Missing was an ornate stair rail and banister that we’d removed so that they could be stripped of paint and refinished. That left an open staircase which was not in bad shape. Stairs have a way of holding up better than other sections of a house although there were a few loose risers and worn treads on this staircase that we’d have to repair.

The reception hall had a fireplace, just as my own house did, and this one had been covered over with wallboard but it had been easy to spot the ghost marks of the hearth and that led us to the discovery of the fireplace. A new hearth and firebox were being constructed and the mantelpiece had been sent to a cabinet maker for refinishing.

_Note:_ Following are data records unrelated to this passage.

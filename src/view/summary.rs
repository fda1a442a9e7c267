//! Summary line shown under the chart

use serde::Serialize;
use std::fmt;

use super::format::{format_amount, format_count};
use crate::dataset::TransactionRecord;

/// Totals over a filtered set of records
#[derive(Debug, Clone, Copy, Default, Serialize, PartialEq)]
pub struct Summary {
    pub total_count: u64,
    pub total_amount: f64,
}

impl Summary {
    /// Sum counts and amounts
    ///
    /// The CSV loader bounds per-brand totals; records built in code saturate
    /// at `u64::MAX` instead of overflowing.
    pub fn from_records<'a>(records: impl IntoIterator<Item = &'a TransactionRecord>) -> Self {
        records.into_iter().fold(Self::default(), |acc, r| Self {
            total_count: acc.total_count.saturating_add(r.transaction_count),
            total_amount: acc.total_amount + r.transaction_amount,
        })
    }

    /// Full dashboard line, e.g. `📊 Total Transactions: 290,000 | 💰 Total Amount: ₹39,000,000`
    pub fn text(&self) -> String {
        format!(
            "📊 Total Transactions: {} | 💰 Total Amount: ₹{}",
            format_count(self.total_count),
            format_amount(self.total_amount)
        )
    }

    /// Bare figures, e.g. `290,000 | ₹39,000,000`
    pub fn compact(&self) -> String {
        format!(
            "{} | ₹{}",
            format_count(self.total_count),
            format_amount(self.total_amount)
        )
    }
}

impl fmt::Display for Summary {
    fn fmt(&self, f: &mut fmt::Formatter<'_>) -> fmt::Result {
        f.write_str(&self.text())
    }
}
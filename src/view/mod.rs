//! Dashboard view
//!
//! Turns a brand selection into a [`DashboardView`]: the filtered records,
//! a [`ChartSpec`] (one bar per state) and a [`Summary`] line.

mod chart;
mod controller;
mod format;
mod summary;

pub use chart::{Bar, ChartSpec, STATE_COLORS, X_AXIS_LABEL, Y_AXIS_LABEL};
pub use controller::{compute_view, DashboardView, ViewController, FALLBACK_BRAND};
pub use format::{format_amount, format_count, format_si};
pub use summary::Summary;
//! HTML rendering
//!
//! Server-side rendering of the dashboard page: the brand dropdown, an
//! inline SVG bar chart and the summary line.

mod page;
mod svg;

pub use page::{render_page, PageSettings};
pub use svg::{render_chart, CHART_HEIGHT, CHART_WIDTH};

/// Escape text for use in HTML element content and attribute values
pub fn escape_html(input: &str) -> String {
    let mut out = String::with_capacity(input.len());
    for ch in input.chars() {
        match ch {
            '&' => out.push_str("&amp;"),
            '<' => out.push_str("&lt;"),
            '>' => out.push_str("&gt;"),
            '"' => out.push_str("&quot;"),
            '\'' => out.push_str("&#39;"),
            _ => out.push(ch),
        }
    }
    out
}

#[cfg(test)]
mod tests {
    use super::*;

    #[test]
    fn test_escape_html() {
        assert_eq!(escape_html("Google Pay"), "Google Pay");
        assert_eq!(
            escape_html(r#"<b>"A&B's"</b>"#),
            "&lt;b&gt;&quot;A&amp;B&#39;s&quot;&lt;/b&gt;"
        );
    }
}
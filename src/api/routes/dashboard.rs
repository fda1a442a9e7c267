//! Dashboard Route
//!
//! - GET /?brand=X - The rendered dashboard page
//!
//! The dropdown submits back to this route, so each selector change is one
//! request and one call to the view controller.

use axum::{
    extract::{rejection::QueryRejection, Query, State},
    response::Html,
};
use std::sync::Arc;

use crate::api::dto::BrandQuery;
use crate::api::error::ApiResult;
use crate::api::state::AppState;
use crate::render::render_page;

/// GET /
pub async fn dashboard_page(
    State(state): State<Arc<AppState>>,
    query: Result<Query<BrandQuery>, QueryRejection>,
) -> ApiResult<Html<String>> {
    let Query(query) = query?;

    let view = state.controller.view_for(query.brand.as_deref());
    let html = render_page(&state.page, state.controller.brands(), &view);

    Ok(Html(html))
}
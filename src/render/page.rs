//! Dashboard page
//!
//! One page: heading, brand dropdown, chart, summary. Changing the dropdown
//! submits the form, so every selection is one request and one recompute.

use std::fmt::Write;

use super::{escape_html, render_chart};
use crate::view::DashboardView;

/// Static text around the dashboard
#[derive(Debug, Clone, PartialEq)]
pub struct PageSettings {
    /// Browser tab title
    pub title: String,
    /// Page heading
    pub heading: String,
}

impl Default for PageSettings {
    fn default() -> Self {
        Self {
            title: "PhonePe Transaction Dashboard".to_string(),
            heading: "PhonePe Transactions - Aggregated User Data".to_string(),
        }
    }
}

const STYLE: &str = "body{font-family:system-ui,sans-serif;margin:0;padding:24px;color:#222}\
h1{text-align:center}\
.selector{width:50%;margin:auto}\
.selector label{font-weight:bold;display:block;margin-bottom:6px}\
.selector select{width:100%;padding:6px;font-size:15px}\
.chart-area{max-width:960px;margin:24px auto}\
.summary{text-align:center;margin-top:20px;font-size:18px}";

/// Render the complete dashboard page for a computed view
pub fn render_page(settings: &PageSettings, brands: &[String], view: &DashboardView) -> String {
    let mut options = String::new();
    for brand in brands {
        let selected = if brand == &view.brand { " selected" } else { "" };
        let escaped = escape_html(brand);
        let _ = write!(
            options,
            r#"<option value="{escaped}"{selected}>{escaped}</option>"#
        );
    }

    format!(
        r#"<!DOCTYPE html>
<html lang="en">
<head>
<meta charset="utf-8">
<meta name="viewport" content="width=device-width, initial-scale=1">
<title>{title}</title>
<style>{style}</style>
</head>
<body>
<h1>{heading}</h1>
<form class="selector" method="get" action="/">
<label for="brand-dropdown">Select Brand:</label>
<select id="brand-dropdown" name="brand" onchange="this.form.submit()">{options}</select>
<noscript><button type="submit">Show</button></noscript>
</form>
<div id="transaction-graph" class="chart-area">{chart}</div>
<div id="summary" class="summary">{summary}</div>
</body>
</html>
"#,
        title = escape_html(&settings.title),
        style = STYLE,
        heading = escape_html(&settings.heading),
        options = options,
        chart = render_chart(&view.chart),
        summary = escape_html(&view.summary.text()),
    )
}

#[cfg(test)]
mod tests {
    use super::*;
    use crate::dataset::Dataset;
    use crate::view::compute_view;

    #[test]
    fn test_page_contents() {
        let dataset = Dataset::sample();
        let view = compute_view(&dataset, "Paytm");
        let html = render_page(&PageSettings::default(), dataset.brands(), &view);

        assert!(html.contains("<title>PhonePe Transaction Dashboard</title>"));
        assert!(html.contains("<h1>PhonePe Transactions - Aggregated User Data</h1>"));
        assert!(html.contains("Select Brand:"));
        assert!(html.contains(r#"<option value="Paytm" selected>Paytm</option>"#));
        assert!(html.contains(r#"<option value="PhonePe">PhonePe</option>"#));
        assert!(html.contains("Delhi"));
        assert!(html.contains("Total Transactions: 95,000"));
        assert!(html.contains("₹13,000,000"));
    }

    #[test]
    fn test_options_follow_brand_order_without_blank() {
        let dataset = Dataset::sample();
        let view = compute_view(&dataset, "PhonePe");
        let html = render_page(&PageSettings::default(), dataset.brands(), &view);

        assert_eq!(html.matches("<option").count(), 3);
        assert!(!html.contains(r#"<option value="">"#));
        let phonepe = html.find(r#"value="PhonePe""#).unwrap();
        let gpay = html.find(r#"value="Google Pay""#).unwrap();
        let paytm = html.find(r#"value="Paytm""#).unwrap();
        assert!(phonepe < gpay && gpay < paytm);
    }

    #[test]
    fn test_unknown_brand_selects_nothing() {
        let dataset = Dataset::sample();
        let view = compute_view(&dataset, "<script>");
        let html = render_page(&PageSettings::default(), dataset.brands(), &view);

        assert!(!html.contains(" selected>"));
        assert!(!html.contains("<script>"));
        assert!(html.contains("Total Transactions: 0"));
    }
}
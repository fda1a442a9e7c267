//! SVG bar chart
//!
//! Draws a [`ChartSpec`] as a self-contained `<svg>` element.

use std::fmt::Write;

use super::escape_html;
use crate::view::{format_si, ChartSpec};

pub const CHART_WIDTH: f64 = 900.0;
pub const CHART_HEIGHT: f64 = 480.0;

const MARGIN_TOP: f64 = 60.0;
const MARGIN_RIGHT: f64 = 30.0;
const MARGIN_BOTTOM: f64 = 70.0;
const MARGIN_LEFT: f64 = 90.0;

/// Target number of y-axis intervals
const Y_TICKS: usize = 5;

/// Render the chart as an inline SVG element
pub fn render_chart(chart: &ChartSpec) -> String {
    let plot_w = CHART_WIDTH - MARGIN_LEFT - MARGIN_RIGHT;
    let plot_h = CHART_HEIGHT - MARGIN_TOP - MARGIN_BOTTOM;
    let baseline = MARGIN_TOP + plot_h;

    let (step, top) = nice_scale(chart.max_value(), Y_TICKS);
    let y_of = |v: f64| baseline - (v / top) * plot_h;

    let mut svg = String::new();
    // Writing to a String never fails
    let _ = write!(
        svg,
        r#"<svg class="chart" xmlns="http://www.w3.org/2000/svg" viewBox="0 0 {w} {h}" width="100%" role="img" aria-label="{title}">"#,
        w = CHART_WIDTH,
        h = CHART_HEIGHT,
        title = escape_html(&chart.title),
    );

    let _ = write!(
        svg,
        r#"<text class="chart-title" x="{x}" y="32" text-anchor="middle" font-size="18">{title}</text>"#,
        x = CHART_WIDTH / 2.0,
        title = escape_html(&chart.title),
    );

    // Gridlines and y tick labels
    let intervals = ((top / step).round() as usize).min(Y_TICKS * 2);
    for i in 0..=intervals {
        let tick = step * i as f64;
        let y = y_of(tick);
        let _ = write!(
            svg,
            r##"<line x1="{x1}" y1="{y:.1}" x2="{x2}" y2="{y:.1}" stroke="#e5e5e5"/><text x="{lx}" y="{ty:.1}" text-anchor="end" font-size="12">{label}</text>"##,
            x1 = MARGIN_LEFT,
            x2 = MARGIN_LEFT + plot_w,
            lx = MARGIN_LEFT - 8.0,
            ty = y + 4.0,
            label = format_si(tick),
        );
    }

    // Bars
    if !chart.bars.is_empty() {
        let slot = plot_w / chart.bars.len() as f64;
        let bar_w = slot * 0.8;

        for (idx, bar) in chart.bars.iter().enumerate() {
            let x = MARGIN_LEFT + slot * idx as f64 + (slot - bar_w) / 2.0;
            let y = y_of(bar.value);
            let center = x + bar_w / 2.0;
            let category = escape_html(&bar.category);

            let _ = write!(
                svg,
                r#"<g class="bar"><title>{category}: {value}</title><rect x="{x:.1}" y="{y:.1}" width="{bw:.1}" height="{bh:.1}" fill="{color}"/><text x="{cx:.1}" y="{ty:.1}" text-anchor="middle" font-size="13">{text}</text><text x="{cx:.1}" y="{ly:.1}" text-anchor="middle" font-size="13">{category}</text></g>"#,
                value = bar.value,
                bw = bar_w,
                bh = baseline - y,
                color = escape_html(&bar.color),
                cx = center,
                ty = y - 6.0,
                text = escape_html(&bar.text),
                ly = baseline + 20.0,
            );
        }
    }

    // Axes
    let _ = write!(
        svg,
        r##"<line x1="{l}" y1="{b}" x2="{r}" y2="{b}" stroke="#444"/><line x1="{l}" y1="{t}" x2="{l}" y2="{b}" stroke="#444"/>"##,
        l = MARGIN_LEFT,
        r = MARGIN_LEFT + plot_w,
        t = MARGIN_TOP,
        b = baseline,
    );

    let _ = write!(
        svg,
        r#"<text class="x-label" x="{x}" y="{y}" text-anchor="middle" font-size="14">{label}</text>"#,
        x = MARGIN_LEFT + plot_w / 2.0,
        y = CHART_HEIGHT - 18.0,
        label = escape_html(&chart.x_label),
    );

    let _ = write!(
        svg,
        r#"<text class="y-label" x="{x}" y="{y}" text-anchor="middle" font-size="14" transform="rotate(-90 {x} {y})">{label}</text>"#,
        x = 22.0,
        y = MARGIN_TOP + plot_h / 2.0,
        label = escape_html(&chart.y_label),
    );

    svg.push_str("</svg>");
    svg
}

/// Pick a 1/2/5 x 10^n tick step so that `ticks` steps cover `max`
///
/// Returns `(step, top)` where `top` is the axis maximum. An empty chart
/// still gets a unit axis; when rounding `top` up would overflow, the axis
/// ends at `max` itself.
fn nice_scale(max: f64, ticks: usize) -> (f64, f64) {
    if max <= 0.0 || !max.is_finite() {
        return (1.0 / ticks as f64, 1.0);
    }

    let raw = max / ticks as f64;
    let magnitude = 10f64.powi(raw.log10().floor() as i32);
    let residual = raw / magnitude;
    let nice = if residual <= 1.0 {
        1.0
    } else if residual <= 2.0 {
        2.0
    } else if residual <= 5.0 {
        5.0
    } else {
        10.0
    };

    let step = nice * magnitude;
    let top = (max / step).ceil() * step;
    if !step.is_finite() || !top.is_finite() {
        return (max / ticks as f64, max);
    }
    (step, top)
}
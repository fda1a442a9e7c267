//! Number formatting for chart labels and the summary line

/// SI prefixes from yocto (1e-24) to yotta (1e24)
const SI_PREFIXES: [&str; 17] = [
    "y", "z", "a", "f", "p", "n", "µ", "m", "", "k", "M", "G", "T", "P", "E", "Z", "Y",
];

/// Position of the unprefixed entry in `SI_PREFIXES`
const SI_UNIT_INDEX: i32 = 8;

/// Group an integer with thousands separators: `39000000` -> `39,000,000`
pub fn format_count(value: u64) -> String {
    group_digits(&value.to_string())
}

/// Group an amount with thousands separators
///
/// Whole amounts print without decimals (`39,000,000`), anything else with
/// two (`99,000.50`).
pub fn format_amount(value: f64) -> String {
    if !value.is_finite() {
        return value.to_string();
    }

    let sign = if value < 0.0 { "-" } else { "" };
    let magnitude = value.abs();

    if magnitude.fract() == 0.0 {
        return format!("{}{}", sign, group_digits(&format!("{:.0}", magnitude)));
    }

    let fixed = format!("{:.2}", magnitude);
    match fixed.split_once('.') {
        Some((int_part, frac_part)) => format!("{}{}.{}", sign, group_digits(int_part), frac_part),
        None => format!("{}{}", sign, group_digits(&fixed)),
    }
}

/// Two-significant-digit SI label, as shown on top of bars
///
/// `20000000` -> `20M`, `1500000` -> `1.5M`, `1000000` -> `1.0M`, `150000` -> `150k`,
/// `0.5` -> `500m`. Values beyond yotta keep the `Y` prefix with a longer mantissa.
pub fn format_si(value: f64) -> String {
    if value == 0.0 {
        return "0".to_string();
    }
    if !value.is_finite() {
        return value.to_string();
    }

    let sign = if value < 0.0 { "-" } else { "" };
    let magnitude = value.abs();

    // Round to two significant digits first; rounding can carry into the next power of ten
    let exponent = magnitude.log10().floor() as i32;
    let step = 10f64.powi(exponent - 1);
    let rounded = (magnitude / step).round() * step;
    if !rounded.is_finite() {
        return value.to_string();
    }
    let exponent = rounded.log10().floor() as i32;

    let power = exponent
        .div_euclid(3)
        .clamp(-SI_UNIT_INDEX, SI_PREFIXES.len() as i32 - 1 - SI_UNIT_INDEX);
    let mantissa = rounded / 10f64.powi(power * 3);
    let int_digits = exponent - power * 3 + 1;
    let decimals = (2 - int_digits).max(0) as usize;

    format!(
        "{}{:.*}{}",
        sign,
        decimals,
        mantissa,
        SI_PREFIXES[(power + SI_UNIT_INDEX) as usize]
    )
}

fn group_digits(digits: &str) -> String {
    let len = digits.len();
    let mut out = String::with_capacity(len + len / 3);
    for (i, ch) in digits.chars().enumerate() {
        if i > 0 && (len - i) % 3 == 0 {
            out.push(',');
        }
        out.push(ch);
    }
    out
}
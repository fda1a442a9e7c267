//! Pulseboard
//!
//! Serves the transaction dashboard, or prints what it would show.
//!
//! Run with: cargo run -- serve --port 8050

use anyhow::Context;
use clap::{Parser, Subcommand};
use pulseboard::config::{generate_default_config, Config};
use pulseboard::{AppState, Dataset, ViewController};
use std::path::{Path, PathBuf};
use std::sync::Arc;

#[derive(Parser)]
#[command(name = "pulseboard")]
#[command(version = env!("CARGO_PKG_VERSION"))]
#[command(about = "Transaction dashboard: amount by state for a selected brand")]
pub struct Cli {
    #[command(subcommand)]
    pub command: Option<Commands>,

    /// Config file (default: search standard locations)
    #[arg(short, long, global = true)]
    pub config: Option<PathBuf>,

    /// CSV export to load instead of the built-in sample table
    #[arg(short, long, global = true)]
    pub data: Option<PathBuf>,
}

#[derive(Subcommand)]
pub enum Commands {
    /// Serve the dashboard over HTTP (default)
    Serve {
        /// Host to bind to
        #[arg(long)]
        host: Option<String>,
        /// Port to listen on
        #[arg(short, long)]
        port: Option<u16>,
    },

    /// List the brands offered by the selector
    Brands,

    /// Print the summary line for a brand
    Summary {
        /// Brand to summarize (default: the dashboard's initial brand)
        #[arg(short, long)]
        brand: Option<String>,
        /// Print only the figures
        #[arg(long)]
        compact: bool,
    },

    /// Generate default config file
    Config {
        /// Output path (default: stdout)
        #[arg(short, long)]
        output: Option<PathBuf>,
    },
}

#[tokio::main]
async fn main() -> anyhow::Result<()> {
    let cli = Cli::parse();

    let (mut config, origin) = Config::resolve(cli.config.as_deref())?;

    if let Err(e) = pulseboard::logging::init(&config.logging) {
        eprintln!("Failed to initialize logging: {}", e);
    }
    origin.log();

    if let Some(data) = cli.data {
        config.dashboard.data_file = Some(data);
    }

    match cli.command.unwrap_or(Commands::Serve {
        host: None,
        port: None,
    }) {
        Commands::Serve { host, port } => {
            if let Some(host) = host {
                config.server.host = host;
            }
            if let Some(port) = port {
                config.server.port = port;
            }

            tracing::info!("Starting Pulseboard v{}", env!("CARGO_PKG_VERSION"));

            let dataset = load_dataset(config.dashboard.data_file.as_deref())?;
            tracing::info!(
                records = dataset.len(),
                brands = ?dataset.brands(),
                "Dataset ready"
            );

            let state = AppState::new(
                dataset,
                config.dashboard.default_brand.as_deref(),
                config.dashboard.page_settings(),
            );
            pulseboard::serve(state, &config.server.addr()).await?;
        }

        Commands::Brands => {
            let dataset = load_dataset(config.dashboard.data_file.as_deref())?;
            for brand in dataset.brands() {
                println!("{}", brand);
            }
        }

        Commands::Summary { brand, compact } => {
            let dataset = load_dataset(config.dashboard.data_file.as_deref())?;
            let controller =
                ViewController::new(dataset, config.dashboard.default_brand.as_deref());
            let view = controller.view_for(brand.as_deref());

            if compact {
                println!("{}", view.summary.compact());
            } else {
                println!("{}", view.chart.title);
                for bar in &view.chart.bars {
                    println!("  {:<20} {:>8}", bar.category, bar.text);
                }
                println!("{}", view.summary);
            }
        }

        Commands::Config { output } => {
            let content = generate_default_config();
            match output {
                Some(path) => {
                    std::fs::write(&path, content)
                        .with_context(|| format!("Failed to write config to {:?}", path))?;
                    println!("Config written to {:?}", path);
                }
                None => print!("{}", content),
            }
        }
    }

    Ok(())
}

/// Load the CSV export when configured, otherwise the built-in sample
fn load_dataset(data_file: Option<&Path>) -> anyhow::Result<Arc<Dataset>> {
    let dataset = match data_file {
        Some(path) => Dataset::from_csv_path(path)
            .with_context(|| format!("Failed to load dataset from {:?}", path))?,
        None => Dataset::sample(),
    };
    Ok(Arc::new(dataset))
}
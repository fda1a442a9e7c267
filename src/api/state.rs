//! Application State
//!
//! Shared state accessible by all handlers.
//! Wrapped in Arc for sharing across async tasks; nothing in it is mutated
//! after startup.

use std::sync::Arc;
use std::time::Instant;

use crate::dataset::Dataset;
use crate::render::PageSettings;
use crate::view::ViewController;

/// Shared application state for all handlers
#[derive(Clone)]
pub struct AppState {
    /// Selector-change handler over the immutable dataset
    pub controller: ViewController,
    /// Static page text
    pub page: Arc<PageSettings>,
    /// Server start time for uptime tracking
    pub start_time: Instant,
}

impl AppState {
    pub fn new(dataset: Arc<Dataset>, default_brand: Option<&str>, page: PageSettings) -> Self {
        Self {
            controller: ViewController::new(dataset, default_brand),
            page: Arc::new(page),
            start_time: Instant::now(),
        }
    }

    /// State over the built-in sample table with default page text
    pub fn sample() -> Self {
        Self::new(Arc::new(Dataset::sample()), None, PageSettings::default())
    }

    pub fn dataset(&self) -> &Dataset {
        self.controller.dataset()
    }

    /// Get server uptime in seconds
    pub fn uptime_seconds(&self) -> u64 {
        self.start_time.elapsed().as_secs()
    }
}
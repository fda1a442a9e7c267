//! Chart specification
//!
//! A renderer-agnostic description of the bar chart: one bar per state,
//! colored by state, with axis labels and a title.

use serde::Serialize;

use super::format::format_si;
use crate::dataset::TransactionRecord;

/// Qualitative palette, one color per state in first-seen order
pub const STATE_COLORS: [&str; 10] = [
    "#636EFA", "#EF553B", "#00CC96", "#AB63FA", "#FFA15A", "#19D3F3", "#FF6692", "#B6E880",
    "#FF97FF", "#FECB52",
];

pub const X_AXIS_LABEL: &str = "State";
pub const Y_AXIS_LABEL: &str = "Transaction Amount (INR)";

/// One bar of the chart
#[derive(Debug, Clone, Serialize, PartialEq)]
pub struct Bar {
    /// State name (x-axis category and color group)
    pub category: String,
    /// Transaction amount for the state
    pub value: f64,
    /// Fill color
    pub color: String,
    /// Label drawn above the bar
    pub text: String,
}

/// Abstract description of the bars to render
#[derive(Debug, Clone, Serialize, PartialEq)]
pub struct ChartSpec {
    pub title: String,
    pub x_label: String,
    pub y_label: String,
    pub bars: Vec<Bar>,
}

impl ChartSpec {
    /// Build the per-state bar chart for an already-filtered set of records
    ///
    /// States keep their first-seen order. A state appearing more than once
    /// gets a single bar whose height is the sum of its amounts.
    pub fn for_brand<'a>(
        brand: &str,
        records: impl IntoIterator<Item = &'a TransactionRecord>,
    ) -> Self {
        let mut totals: Vec<(String, f64)> = Vec::new();
        for record in records {
            match totals.iter_mut().find(|(state, _)| state == &record.state) {
                Some((_, total)) => *total += record.transaction_amount,
                None => totals.push((record.state.clone(), record.transaction_amount)),
            }
        }

        let bars = totals
            .into_iter()
            .enumerate()
            .map(|(idx, (category, value))| Bar {
                category,
                value,
                color: STATE_COLORS[idx % STATE_COLORS.len()].to_string(),
                text: format_si(value),
            })
            .collect();

        Self {
            title: format!("Transaction Amount by State for {}", brand),
            x_label: X_AXIS_LABEL.to_string(),
            y_label: Y_AXIS_LABEL.to_string(),
            bars,
        }
    }

    /// Tallest bar, or 0 when there are none
    pub fn max_value(&self) -> f64 {
        self.bars.iter().map(|b| b.value).fold(0.0, f64::max)
    }

    pub fn is_empty(&self) -> bool {
        self.bars.is_empty()
    }
}

#[cfg(test)]
mod tests {
    use super::*;

    fn record(state: &str, amount: f64) -> TransactionRecord {
        TransactionRecord::new(state, 2021, 1, "PhonePe", 1, amount)
    }

    #[test]
    fn test_one_bar_per_state() {
        let records = vec![record("Maharashtra", 20_000_000.0), record("Tamil Nadu", 19_000_000.0)];
        let chart = ChartSpec::for_brand("PhonePe", &records);

        assert_eq!(chart.bars.len(), 2);
        assert_eq!(chart.bars[0].category, "Maharashtra");
        assert_eq!(chart.bars[0].value, 20_000_000.0);
        assert_eq!(chart.bars[0].text, "20M");
        assert_eq!(chart.bars[1].category, "Tamil Nadu");
        assert_eq!(chart.bars[1].text, "19M");
        assert_ne!(chart.bars[0].color, chart.bars[1].color);
    }

    #[test]
    fn test_labels_and_title() {
        let chart = ChartSpec::for_brand("Paytm", std::iter::empty());
        assert_eq!(chart.title, "Transaction Amount by State for Paytm");
        assert_eq!(chart.x_label, "State");
        assert_eq!(chart.y_label, "Transaction Amount (INR)");
        assert!(chart.is_empty());
        assert_eq!(chart.max_value(), 0.0);
    }

    #[test]
    fn test_repeated_state_is_summed() {
        let records = vec![
            record("Kerala", 100.0),
            record("Goa", 50.0),
            record("Kerala", 25.0),
        ];
        let chart = ChartSpec::for_brand("PhonePe", &records);

        assert_eq!(chart.bars.len(), 2);
        assert_eq!(chart.bars[0].category, "Kerala");
        assert_eq!(chart.bars[0].value, 125.0);
        assert_eq!(chart.max_value(), 125.0);
    }

    #[test]
    fn test_palette_wraps() {
        let records: Vec<_> = (0..12).map(|i| record(&format!("S{}", i), 1.0)).collect();
        let chart = ChartSpec::for_brand("PhonePe", &records);
        assert_eq!(chart.bars[10].color, chart.bars[0].color);
    }
}
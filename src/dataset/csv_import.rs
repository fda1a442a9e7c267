//! CSV Import
//!
//! Loads an aggregated-user table exported as CSV into a [`Dataset`].
//! Expected headers: `State,Year,Quarter,Brand,Transaction_count,Transaction_amount`
//! (snake_case headers are accepted too).

use std::collections::HashMap;
use std::io::Read;
use std::path::Path;

use super::{Dataset, DatasetError, DatasetResult, TransactionRecord};

/// Largest amount accepted for a single row or a brand's running total (1e18 INR)
pub const MAX_TRANSACTION_AMOUNT: f64 = 1e18;

impl Dataset {
    /// Load a dataset from a CSV file on disk
    pub fn from_csv_path(path: impl AsRef<Path>) -> DatasetResult<Self> {
        let path = path.as_ref();
        let file = std::fs::File::open(path).map_err(|source| DatasetError::Io {
            path: path.to_path_buf(),
            source,
        })?;

        let dataset = Self::from_csv_reader(file)?;
        tracing::info!(
            path = %path.display(),
            records = dataset.len(),
            brands = dataset.brands().len(),
            "Loaded dataset from CSV"
        );
        Ok(dataset)
    }

    /// Load a dataset from any CSV source with a header row
    pub fn from_csv_reader<R: Read>(reader: R) -> DatasetResult<Self> {
        let mut reader = csv::ReaderBuilder::new()
            .has_headers(true)
            .trim(csv::Trim::All)
            .from_reader(reader);

        let mut records = Vec::new();
        // Per-brand (count, amount) totals; every brand summary must stay representable
        let mut totals: HashMap<String, (u64, f64)> = HashMap::new();
        for (idx, result) in reader.deserialize::<TransactionRecord>().enumerate() {
            // Rows are 1-based and the header occupies row 1
            let row = idx + 2;
            let record = result.map_err(|e| DatasetError::Csv {
                row,
                message: e.to_string(),
            })?;
            validate_record(&record, row)?;
            accumulate_brand_total(&mut totals, &record, row)?;
            records.push(record);
        }

        if records.is_empty() {
            return Err(DatasetError::Empty);
        }

        Ok(Self::new(records))
    }
}

fn validate_record(record: &TransactionRecord, row: usize) -> DatasetResult<()> {
    if !(1..=4).contains(&record.quarter) {
        return Err(DatasetError::Invalid {
            row,
            message: format!("quarter must be between 1 and 4, got {}", record.quarter),
        });
    }

    if !record.transaction_amount.is_finite()
        || record.transaction_amount < 0.0
        || record.transaction_amount > MAX_TRANSACTION_AMOUNT
    {
        return Err(DatasetError::Invalid {
            row,
            message: format!(
                "transaction amount must be between 0 and {:e}, got {}",
                MAX_TRANSACTION_AMOUNT, record.transaction_amount
            ),
        });
    }

    if record.brand.is_empty() {
        return Err(DatasetError::Invalid {
            row,
            message: "brand must not be empty".to_string(),
        });
    }

    Ok(())
}

fn accumulate_brand_total(
    totals: &mut HashMap<String, (u64, f64)>,
    record: &TransactionRecord,
    row: usize,
) -> DatasetResult<()> {
    let (count, amount) = totals.entry(record.brand.clone()).or_insert((0, 0.0));

    *count = count
        .checked_add(record.transaction_count)
        .ok_or_else(|| DatasetError::Invalid {
            row,
            message: format!("total transaction count for {} overflows", record.brand),
        })?;

    *amount += record.transaction_amount;
    if *amount > MAX_TRANSACTION_AMOUNT {
        return Err(DatasetError::Invalid {
            row,
            message: format!(
                "total transaction amount for {} exceeds {:e}",
                record.brand, MAX_TRANSACTION_AMOUNT
            ),
        });
    }

    Ok(())
}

The tile surround was intact and needed only a good cleaning to reveal its beauty - a job I planned to do myself.

Jon led the way down a narrow hallway to the parlor at the rear of the house and I followed. “Lots of water damage back here,” he said, shaking his head. “You’d think people would take better care of their homes.”


I know,” I agreed, “but Laura told me the repairs were simply too costly for her and her father while she was growing up and then in medical school. After her father was forced to move out and the house was empty, one of the sashes rotted out which caused the window panes to loosen and fall into the garden and the gaping holes let in rain.”

Sections of rotten wood flooring under the windows at the rear wall had been ripped up. “The millworks said they’d have floor boards for us next week,” I reported.


That’s good news,” Jon said as he walked to the center of the room. Instantly, there was a loud crashing noise as the floor under his feet cracked and caved inward. He was vanishing before my eyes! My resounding Noooooooooo! echoed throughout the house. The man I loved was falling to his death!

Then I saw that he had caught hold of a sound floor joist. “Help! Get help!” he panted, out of breath.

I pulled my cell phone off my waist band and started to dial when Jon shouted, “I can’t hold on. I’m going to fall. Do something, Ashley!”

I had to think of a way to save him. I wasn’t strong enough to pull him up. Frantically I scanned the room for something to throw to him, for him to hang on to. Behind me, just inside the doorway, stood a heap of odd items, things we had found around the house but had not yet cleared out. One item was a coil of rope that we were saving because of its age, thinking it might have some historic value. Would it even hold, I wondered as I raced to grab it up. It might be so frayed and brittle it would break. But it was my only hope.

In a flash I uncoiled the rope as I gingerly stepped to the edge of flooring where Jon hung. I did not want the floor to break under me too. We’d both be goners. I got down on my hands and knees, then stretched out full length on the floor. I dangled my upper body over the edge.


I’m going to tie this rope around you,” I told Jon. His face was mere inches from mine. Sweat was pouring off him, his skin was red, and his expression was strained. How long could he hold on?

I managed to loop the rope around his torso directly under his arms. My daddy had taught me to sail at an early age so tying a sturdy knot is something I know how to do.